En los estertores de la dictadura, fue en Cataluña donde se creó un inmenso espacio unitario de oposición, donde se encontraron todas las fuerzas sociales y políticas de la comunidad, desde los comunistas hasta los regionalistas conservadores, desde los sindicatos hasta las organizaciones vecinales. Aquella Asamblea de Cataluña constituida en 1971 resumió los motivos de su lucha en cuatro objetivos, coreados sin cesar: las libertades democráticas, el gobierno de unidad para realizar la transición, la amnistía de todos los presos políticos y el estatuto de autonomía. El retorno de Tarradellas del exilio y la formación de un gobierno de unidad dieron forma precisa a la conquista de la libertad y a la reconciliación y propósito común de la inmensa mayoría de los catalanes.
Pero lo que más nos importa no es el recuerdo de esa peripecia institucional. Lo que de verdad interesa ahora, para echárselo a la cara a quienes pretenden ser representantes de una libertad aún exiliada, y a quienes presumen de llevar en sus actos la devolución de una soberanía nunca ejercida, es contar las cosas como ocurrieron a ras de suelo, como las vivieron con humilde tenacidad quienes conquistaron la democracia. Trabajadores del cinturón industrial, universitarios, profesionales de la medicina o pequeños propietarios de comercios y oficinas, comunistas, socialistas, democristianos, liberales o conservadores, pueblo real en pie, demócratas sin partido, edificaron el verdadero escenario de esa experiencia. Discreparon muchas veces, debatieron sobre ritmos, compensaron la impaciencia de algunos con la prudencia de otros.

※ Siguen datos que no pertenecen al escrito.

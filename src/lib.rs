// Copyright (c) 2024-present, fjall-rs
// This source code is licensed under both the Apache 2.0 and MIT License
// (found in the LICENSE-* files in the repository)

//! Compressed, searchable log archives.
//!
//! Every log message is split into a *logtype*, the constant text of the
//! message with typed placeholders where variables were, and the list of its
//! variables:
//!
//! ```text
//! 2023-01-01 10:00:00 ERROR code=42 from 10.0.0.1
//! \__________________/\____________\/_____\______/
//!      timestamp        logtype: " ERROR code=<int> from <dict>"
//!                                         vars: [42, id("10.0.0.1")]
//! ```
//!
//! Integers and floats that round-trip exactly are encoded directly into a
//! 64-bit value. Other variables, and logtypes themselves, are deduplicated
//! in dictionaries. The encoded messages of a file are stored as three
//! columns (timestamps, logtype IDs, variables) inside a compressed
//! *segment*, which holds many files.
//!
//! An archive is a directory holding both dictionaries, its segments and
//! the metadata of its files. When a dictionary or a file grows too large,
//! the writer splits the archive or the file; a global metadata DB keeps
//! track of archives across splits.
//!
//! Searching uses wildcard strings (`*` and `?`). A search string is resolved
//! against the dictionaries first, so only segments that can contain a
//! match are decompressed.
//!
//! # Example usage
//!
//! ```
//! # fn main() -> log_archive::Result<()> {
//! use log_archive::{
//!     ArchiveReader, ArchiveWriter, Config, FileCompressor, MemoryReader,
//!     MockGlobalMetadataDb, Query, ReaderConfig, SearchOptions,
//! };
//! use std::sync::Arc;
//!
//! # let folder = tempfile::tempdir()?;
//! # let path = folder.path();
//! let global_db = MockGlobalMetadataDb::default();
//! let writer = ArchiveWriter::open(Config::new(path), Arc::new(global_db.clone()))?;
//!
//! let mut compressor = FileCompressor::new(writer);
//! compressor.compress_reader(
//!     "app.log",
//!     0,
//!     MemoryReader::new(b"2023-01-01 ERROR code=42\n2023-01-01 INFO code=7\n"),
//! )?;
//! let archive = compressor.close()?;
//!
//! let mut reader = ArchiveReader::open(path.join(archive.id.to_string()), &ReaderConfig::default())?;
//! reader.refresh_dictionaries()?;
//!
//! let query = Query::build(
//!     "*code=42*",
//!     SearchOptions::default(),
//!     reader.logtype_dictionary(),
//!     reader.variable_dictionary(),
//! );
//!
//! let mut matches = vec![];
//! log_archive::search(&mut reader, &query, |result| matches.push(result.message))?;
//! assert_eq!(vec!["2023-01-01 ERROR code=42\n"], matches);
//! #
//! # Ok(())
//! # }
//! ```

#![forbid(unsafe_code)]
#![deny(clippy::all, missing_docs)]
#![deny(clippy::unwrap_used, clippy::indexing_slicing)]
#![warn(clippy::pedantic, clippy::nursery, clippy::cargo)]
#![warn(clippy::expect_used)]
#![allow(clippy::missing_const_for_fn)]

pub mod archive;
mod coding;
mod column_cache;
mod compression;
mod compressor;
mod config;
pub mod dictionary;
pub mod encoding;
mod error;
mod extract;
mod file;
mod id;
pub mod interpreter;
pub mod logtype;
pub mod metadata;
mod mock;
pub mod parser;
mod path;
pub mod query;
pub mod reader;
pub mod segment;
mod timestamp;
mod version;

pub use {
    archive::{
        file::{Message, ReaderFile},
        reader::ArchiveReader,
        writer::{ArchiveWriter, SharedGlobalMetadataDb},
    },
    coding::{Decode, DecodeError, Encode, EncodeError},
    column_cache::ColumnCache,
    compression::CompressionType,
    compressor::FileCompressor,
    config::{Config, ReaderConfig},
    error::{Error, Result},
    extract::extract_to_dir,
    id::{LogtypeId, SegmentId, VariableId},
    metadata::{
        global::{FileGlobalMetadataDb, GlobalMetadataDb},
        ArchiveMetadata, FileFilter, FileMetadata,
    },
    query::{
        grep::{search, search_archives, SearchResult},
        Query, QueryMatch, SearchOptions, SubQuery,
    },
    reader::{
        buffered::BufferedReader,
        streaming::{StreamState, StreamingReader, StreamingReaderConfig},
        FileReader, MemoryReader, ReaderInterface, SequentialReader,
    },
    timestamp::{Timestamp, TimestampPattern, TimestampPatternChanges},
    version::Version,
};

#[doc(hidden)]
pub use mock::MockGlobalMetadataDb;
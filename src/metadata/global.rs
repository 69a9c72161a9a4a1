// Copyright (c) 2024-present, fjall-rs
// This source code is licensed under both the Apache 2.0 and MIT License
// (found in the LICENSE-* files in the repository)

//! Metadata DB of all archives in an archives directory

use super::{
    read_table_file, read_vec, write_table_file, write_vec, ArchiveMetadata, FileMetadata,
    FileTable,
};
use crate::{file::GLOBAL_DB_FILE, path::absolute_path, timestamp::Timestamp, Error};
use std::{
    path::{Path, PathBuf},
    sync::Mutex,
};
use uuid::Uuid;

/// Cross-archive directory of archives and their files
///
/// Writers register every archive they create and report file metadata at
/// each segment close. Readers use it to select archives by time range and
/// to find the splits of an input file.
pub trait GlobalMetadataDb {
    /// Registers a new archive.
    ///
    /// # Errors
    ///
    /// Returns [`Error::BadParam`] if the archive is already registered.
    fn add_archive(&self, archive: &ArchiveMetadata) -> crate::Result<()>;

    /// Replaces the metadata of a registered archive.
    ///
    /// # Errors
    ///
    /// Returns [`Error::BadParam`] if the archive is not registered.
    fn update_archive_metadata(&self, archive: &ArchiveMetadata) -> crate::Result<()>;

    /// Inserts or replaces file metadata of an archive.
    ///
    /// # Errors
    ///
    /// Will return `Err` if the update could not be persisted.
    fn update_metadata_for_files(&self, archive_id: Uuid, files: &[FileMetadata])
        -> crate::Result<()>;

    /// Returns all archives, ordered by creator and creation index.
    ///
    /// # Errors
    ///
    /// Will return `Err` if the DB could not be read.
    fn archives(&self) -> crate::Result<Vec<ArchiveMetadata>>;

    /// Returns archives holding messages in `[begin_ts, end_ts]`, ordered by
    /// creator and creation index.
    ///
    /// # Errors
    ///
    /// Will return `Err` if the DB could not be read.
    fn archives_in_time_range(
        &self,
        begin_ts: Timestamp,
        end_ts: Timestamp,
    ) -> crate::Result<Vec<ArchiveMetadata>>;

    /// Returns one split of an input file.
    ///
    /// # Errors
    ///
    /// Will return `Err` if the DB could not be read.
    fn get_file_split(&self, orig_file_id: Uuid, split_ix: u64)
        -> crate::Result<Option<FileMetadata>>;
}

/// Table state shared by the global DB implementations
#[derive(Debug, Default)]
pub(crate) struct GlobalTables {
    archives: Vec<ArchiveMetadata>,
    files: FileTable,
}

impl GlobalTables {
    pub(crate) fn decode(body: &[u8]) -> crate::Result<Self> {
        let mut reader = body;
        let archives = read_vec(&mut reader)?;
        let files = FileTable::new(read_vec(&mut reader)?);
        Ok(Self { archives, files })
    }

    pub(crate) fn encode(&self) -> crate::Result<Vec<u8>> {
        let mut body = vec![];
        write_vec(&mut body, &self.archives)?;
        write_vec(&mut body, self.files.rows())?;
        Ok(body)
    }

    pub(crate) fn add_archive(&mut self, archive: &ArchiveMetadata) -> crate::Result<()> {
        if self.archives.iter().any(|x| x.id == archive.id) {
            return Err(Error::BadParam("archive is already registered"));
        }
        self.archives.push(archive.clone());
        Ok(())
    }

    pub(crate) fn update_archive(&mut self, archive: &ArchiveMetadata) -> crate::Result<()> {
        let row = self
            .archives
            .iter_mut()
            .find(|x| x.id == archive.id)
            .ok_or(Error::BadParam("archive is not registered"))?;
        row.clone_from(archive);
        Ok(())
    }

    pub(crate) fn update_files(&mut self, archive_id: Uuid, files: &[FileMetadata]) {
        for file in files {
            let mut file = file.clone();
            file.archive_id = archive_id;

            self.files.upsert(file);
        }
    }

    pub(crate) fn archives<F: Fn(&ArchiveMetadata) -> bool>(
        &self,
        predicate: F,
    ) -> Vec<ArchiveMetadata> {
        let mut archives: Vec<_> = self.archives.iter().filter(|&x| predicate(x)).cloned().collect();
        archives.sort_by_key(|x| (x.creator_id, x.creation_index));
        archives
    }

    pub(crate) fn file_split(&self, orig_file_id: Uuid, split_ix: u64) -> Option<FileMetadata> {
        self.files
            .rows()
            .iter()
            .find(|x| x.orig_file_id == orig_file_id && x.split_ix == split_ix)
            .cloned()
    }
}

/// Global metadata DB stored in a single file
///
/// Every update rewrites the file atomically.
pub struct FileGlobalMetadataDb {
    path: PathBuf,
    tables: Mutex<GlobalTables>,
}

impl std::fmt::Debug for FileGlobalMetadataDb {
    fn fmt(&self, f: &mut std::fmt::Formatter<'_>) -> std::fmt::Result {
        write!(f, "FileGlobalMetadataDb({})", self.path.display())
    }
}

impl FileGlobalMetadataDb {
    /// Opens the `global.db` file in a folder, creating it if needed.
    ///
    /// # Errors
    ///
    /// Will return `Err` if an IO error occurs, or the file is corrupt.
    pub fn open<P: AsRef<Path>>(folder: P) -> crate::Result<Self> {
        let folder = absolute_path(folder)?;
        std::fs::create_dir_all(&folder)?;

        let path = folder.join(GLOBAL_DB_FILE);

        let tables = if path.try_exists()? {
            log::debug!("Loading global metadata DB from {}", path.display());
            GlobalTables::decode(&read_table_file(&path)?)?
        } else {
            log::debug!("Creating global metadata DB at {}", path.display());
            let tables = GlobalTables::default();
            write_table_file(&path, &tables.encode()?)?;
            tables
        };

        Ok(Self {
            path,
            tables: Mutex::new(tables),
        })
    }

    /// Path of the DB file
    #[must_use]
    pub fn path(&self) -> &Path {
        &self.path
    }

    fn with_tables<T, F>(&self, f: F) -> crate::Result<T>
    where
        F: FnOnce(&mut GlobalTables) -> crate::Result<T>,
    {
        let mut tables = self
            .tables
            .lock()
            .map_err(|_| Error::Failure("global metadata DB lock is poisoned".into()))?;
        f(&mut *tables)
    }

    fn update<F>(&self, f: F) -> crate::Result<()>
    where
        F: FnOnce(&mut GlobalTables) -> crate::Result<()>,
    {
        self.with_tables(|tables| {
            f(tables)?;
            write_table_file(&self.path, &tables.encode()?)
        })
    }
}

impl GlobalMetadataDb for FileGlobalMetadataDb {
    fn add_archive(&self, archive: &ArchiveMetadata) -> crate::Result<()> {
        self.update(|tables| tables.add_archive(archive))
    }

    fn update_archive_metadata(&self, archive: &ArchiveMetadata) -> crate::Result<()> {
        self.update(|tables| tables.update_archive(archive))
    }

    fn update_metadata_for_files(
        &self,
        archive_id: Uuid,
        files: &[FileMetadata],
    ) -> crate::Result<()> {
        self.update(|tables| {
            tables.update_files(archive_id, files);
            Ok(())
        })
    }

    fn archives(&self) -> crate::Result<Vec<ArchiveMetadata>> {
        self.with_tables(|tables| Ok(tables.archives(|_| true)))
    }

    fn archives_in_time_range(
        &self,
        begin_ts: Timestamp,
        end_ts: Timestamp,
    ) -> crate::Result<Vec<ArchiveMetadata>> {
        self.with_tables(|tables| Ok(tables.archives(|x| x.overlaps(begin_ts, end_ts))))
    }

    fn get_file_split(
        &self,
        orig_file_id: Uuid,
        split_ix: u64,
    ) -> crate::Result<Option<FileMetadata>> {
        self.with_tables(|tables| Ok(tables.file_split(orig_file_id, split_ix)))
    }
}

#[cfg(test)]
mod tests {
    use super::*;
    use crate::{metadata::tests::sample_file, CompressionType};
    use test_log::test;

    #[test]
    fn global_db_reopen() -> crate::Result<()> {
        let folder = tempfile::tempdir()?;
        let creator = Uuid::new_v4();

        let mut second = ArchiveMetadata::new(Uuid::new_v4(), creator, 1, CompressionType::None);
        let mut first = ArchiveMetadata::new(Uuid::new_v4(), creator, 0, CompressionType::None);

        let mut file = sample_file("a.log", 0);
        file.split_ix = 1;

        {
            let db = FileGlobalMetadataDb::open(folder.path())?;
            db.add_archive(&second)?;
            db.add_archive(&first)?;
            assert!(matches!(db.add_archive(&first), Err(Error::BadParam(_))));

            first.expand_time_range(0, 10);
            second.expand_time_range(20, 30);
            db.update_archive_metadata(&first)?;
            db.update_archive_metadata(&second)?;

            db.update_metadata_for_files(second.id, &[file.clone()])?;
        }

        let db = FileGlobalMetadataDb::open(folder.path())?;

        assert_eq!(vec![first.clone(), second.clone()], db.archives()?);
        assert_eq!(vec![second.clone()], db.archives_in_time_range(15, 25)?);
        assert!(db.archives_in_time_range(11, 19)?.is_empty());

        let split = db.get_file_split(file.orig_file_id, 1)?;
        assert_eq!(Some(second.id), split.map(|x| x.archive_id));
        assert!(db.get_file_split(file.orig_file_id, 0)?.is_none());

        Ok(())
    }

    #[test]
    fn global_db_update_unknown_archive() -> crate::Result<()> {
        let folder = tempfile::tempdir()?;
        let db = FileGlobalMetadataDb::open(folder.path())?;

        let archive = ArchiveMetadata::new(Uuid::new_v4(), Uuid::new_v4(), 0, CompressionType::None);
        assert!(matches!(
            db.update_archive_metadata(&archive),
            Err(Error::BadParam(_))
        ));
        Ok(())
    }
}
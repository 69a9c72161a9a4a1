// Copyright (c) 2024-present, fjall-rs
// This source code is licensed under both the Apache 2.0 and MIT License
// (found in the LICENSE-* files in the repository)

use crate::{
    archive::{archive_path, reader::ArchiveReader},
    metadata::{global::GlobalMetadataDb, FileFilter},
    path::strip_root,
    ReaderConfig,
};
use std::{
    fs::OpenOptions,
    io::Write,
    path::{Path, PathBuf},
};

/// Decompresses every archive into `output_dir`.
///
/// Archives are visited in creation order. Files are written under their
/// original path, made relative to `output_dir`. Splits of the same input
/// file are concatenated in split order, so the input is reproduced even if
/// it was split across archives.
///
/// Returns the number of files (splits) written.
///
/// # Errors
///
/// Will return `Err` if the output directory or a file can't be written,
/// or an archive can't be read.
pub fn extract_to_dir<P: AsRef<Path>, Q: AsRef<Path>>(
    archives_dir: P,
    global_db: &dyn GlobalMetadataDb,
    output_dir: Q,
    config: &ReaderConfig,
) -> crate::Result<u64> {
    let output_dir = output_dir.as_ref();
    std::fs::create_dir_all(output_dir)?;

    let mut count = 0;
    let mut text = String::new();

    for archive in global_db.archives()? {
        let path = archive_path(archives_dir.as_ref(), archive.id);
        log::debug!("Extracting archive {}", path.display());

        let mut reader = ArchiveReader::open(&path, config)?;
        reader.refresh_dictionaries()?;

        let mut files = reader.files(&FileFilter::default());
        files.sort_by_key(|x| (x.orig_file_id, x.split_ix));

        for file in &files {
            let target = output_path(output_dir, &file.path);

            if let Some(parent) = target.parent() {
                std::fs::create_dir_all(parent)?;
            }

            text.clear();
            reader.decompress_file(file, &mut text)?;

            // Later splits continue the output of the first one
            let mut output = OpenOptions::new()
                .create(true)
                .write(true)
                .append(file.split_ix > 0)
                .truncate(file.split_ix == 0)
                .open(&target)?;
            output.write_all(text.as_bytes())?;
            output.sync_all()?;

            count += 1;
        }

        for dir in reader.empty_directories() {
            std::fs::create_dir_all(output_path(output_dir, dir))?;
        }
    }

    log::debug!("Extracted {count} file(s) to {}", output_dir.display());

    Ok(count)
}

fn output_path(output_dir: &Path, original: &str) -> PathBuf {
    output_dir.join(strip_root(original))
}

#[cfg(test)]
mod tests {
    use super::*;
    use crate::{ArchiveWriter, Config, MockGlobalMetadataDb};
    use std::sync::Arc;
    use test_log::test;
    use uuid::Uuid;

    #[test]
    fn extract_splits_across_archives() -> crate::Result<()> {
        let dir = tempfile::tempdir()?;
        let out = tempfile::tempdir()?;
        let global_db = MockGlobalMetadataDb::default();

        let mut writer = ArchiveWriter::open(Config::new(dir.path()), Arc::new(global_db.clone()))?;
        writer.create_and_open_file("/logs/a.log", 0, Uuid::new_v4(), 0)?;
        writer.write_msg(0, "first\n", 6)?;
        writer.split_file()?;
        writer.write_msg(0, "second\n", 7)?;
        writer.split_archive()?;
        writer.write_msg(0, "third\n", 6)?;
        writer.close_file()?;
        writer.add_empty_directories(["/logs/empty".to_string()])?;
        writer.close()?;

        let count = extract_to_dir(dir.path(), &global_db, out.path(), &ReaderConfig::default())?;
        assert_eq!(3, count);

        let text = std::fs::read_to_string(out.path().join("logs/a.log"))?;
        assert_eq!("first\nsecond\nthird\n", text);
        assert!(out.path().join("logs/empty").is_dir());

        Ok(())
    }
}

No reprocharon a nadie sus creencias religiosas, su ideología política o sus inclinaciones sociales. Su movilización fue unánime y generosa, porque deseaban construir una comunidad política en la que todos se sintieran iguales. Y lo hicieron, siempre, pensando en España. No habrá uno solo de aquellos ciudadanos que pueda decir lo contrario. La conquista de la democracia en Cataluña solo se comprendía como el establecimiento de un régimen de libertades en el conjunto de la nación. Y aquella movilización tuvo una calidad democrática, una fuerza de integración de los nacidos dentro o fuera de Cataluña, una tensión de control del poder público y una conciencia cívica que ya querrían para sí los gerifaltes independentistas.
Porque aquella marea de madurez política construyó una comunidad en la que todos se sintieron representados. Y es propio de miserables sin sentido de su historia calificar aquel periodo de tiempo de resignación habitado por una generación de seres pusilánimes. ¿Van estos personajillos a dar lecciones de coraje y de decisión de vivir en libertad a los sindicalistas de la SEAT, a los estudiantes de la universidad de Barcelona, a los militantes de organizaciones clandestinas, a quienes habían sufrido cárcel, despidos, marginación o censura, a los ciudadanos que acudieron entonces, amparados solamente por su ilusión, a una llamada de tan fiera consistencia moral? La diferencia entre la Cataluña que construyeron aquellos valientes y la que están destruyendo estos mezquinos es nuestro argumento. No solo en defensa de España entera, sino también para salvar la inmensa dignidad de aquella Cataluña, cuya realidad y cuyo recuerdo quieren arrebatarnos.